===== RECORD EXTRACTS

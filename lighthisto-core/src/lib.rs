//! # Core data model for binned histograms.
//!
//! A [`Histogram`](models::Histogram) is an ordered collection of [`Bin`](models::Bin)s, each an
//! x-interval carrying a y-value with independent upper and lower uncertainties. Bins are
//! always observed in ascending order of their summed edges, regardless of insertion order.
//!
//! The [`chop`] module selects whole bins covered by a list of keep-ranges, and [`ranges`]
//! maps histogram paths to the range each one should be chopped to.
//!
pub mod chop;
pub mod errors;
pub mod models;
pub mod ranges;
pub mod utils;

// re-export for cleaner imports
pub use chop::*;
pub use errors::*;
pub use models::{Bin, Histogram};
pub use ranges::*;
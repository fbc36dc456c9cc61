mod aida2flat;
mod chop;
mod flat2aida;

use std::io::Write;

use anyhow::Result;
use clap::{Arg, ArgAction, ArgMatches, Command};
use log::LevelFilter;

pub mod consts {
    pub const VERSION: &str = env!("CARGO_PKG_VERSION");
    pub const PKG_NAME: &str = "lighthisto";
    pub const BIN_NAME: &str = "lighthisto";
}

fn build_parser() -> Command {
    Command::new(consts::BIN_NAME)
        .bin_name(consts::BIN_NAME)
        .version(consts::VERSION)
        .about("Chop bins out of histograms and convert between the AIDA and flat histogram formats.")
        .subcommand_required(true)
        // -V is taken by --verbose
        .disable_version_flag(true)
        .arg(
            Arg::new("version")
                .long("version")
                .action(ArgAction::Version)
                .help("Print version"),
        )
        .arg(
            Arg::new("verbose")
                .short('V')
                .long("verbose")
                .action(ArgAction::SetTrue)
                .global(true)
                .help("Print debug (very verbose) messages"),
        )
        .arg(
            Arg::new("quiet")
                .short('Q')
                .long("quiet")
                .action(ArgAction::SetTrue)
                .global(true)
                .conflicts_with("verbose")
                .help("Be very quiet"),
        )
        .subcommand(chop::cli::create_chop_cli())
        .subcommand(aida2flat::cli::create_aida2flat_cli())
        .subcommand(flat2aida::cli::create_flat2aida_cli())
}

fn init_logging(matches: &ArgMatches) {
    let mut builder =
        env_logger::Builder::from_env(env_logger::Env::default().default_filter_or("info"));
    if matches.get_flag("quiet") {
        builder.filter_level(LevelFilter::Warn);
    } else if matches.get_flag("verbose") {
        builder.filter_level(LevelFilter::Debug);
    }
    builder
        .format(|buf, record| writeln!(buf, "{}: {}", record.level(), record.args()))
        .target(env_logger::Target::Stderr)
        .init();
}

fn main() -> Result<()> {
    let app = build_parser();
    let matches = app.get_matches();

    init_logging(&matches);

    match matches.subcommand() {
        //
        // CHOP
        //
        Some((chop::cli::CHOP_CMD, matches)) => {
            chop::handlers::run_chop(matches)?;
        }

        //
        // AIDA -> FLAT
        //
        Some((aida2flat::cli::AIDA2FLAT_CMD, matches)) => {
            aida2flat::handlers::run_aida2flat(matches)?;
        }

        //
        // FLAT -> AIDA
        //
        Some((flat2aida::cli::FLAT2AIDA_CMD, matches)) => {
            flat2aida::handlers::run_flat2aida(matches)?;
        }

        _ => unreachable!("Subcommand not found"),
    };

    Ok(())
}

#[cfg(test)]
mod tests {
    use super::*;

    use rstest::*;

    #[rstest]
    fn test_parser_is_consistent() {
        build_parser().debug_assert();
    }

    #[rstest]
    #[case(&["lighthisto", "-V", "chop", "in.aida"], true, false)]
    #[case(&["lighthisto", "chop", "--quiet", "in.aida"], false, true)]
    #[case(&["lighthisto", "flat2aida", "in.dat"], false, false)]
    fn test_global_verbosity_flags(
        #[case] argv: &[&str],
        #[case] verbose: bool,
        #[case] quiet: bool,
    ) {
        let matches = build_parser().try_get_matches_from(argv).unwrap();
        assert_eq!(matches.get_flag("verbose"), verbose);
        assert_eq!(matches.get_flag("quiet"), quiet);
    }

    #[rstest]
    fn test_verbose_and_quiet_conflict() {
        let result =
            build_parser().try_get_matches_from(["lighthisto", "-V", "-Q", "chop", "in.aida"]);
        assert!(result.is_err());
    }
}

==========

WHAT NEEDS TO BE DONE:
Print exactly the lines above, between the one holding "Some((flat2aida::cli::FLAT2AIDA_CMD, matches)) =>" and the one holding "use super::*;", inclusive, and nothing besides.

WRITTEN RESPONSE:
        Some((flat2aida::cli::FLAT2AIDA_CMD, matches)) => {
            flat2aida::handlers::run_flat2aida(matches)?;
        }

        _ => unreachable!("Subcommand not found"),
    };

    Ok(())
}

#[cfg(test)]
mod tests {
    use super::*;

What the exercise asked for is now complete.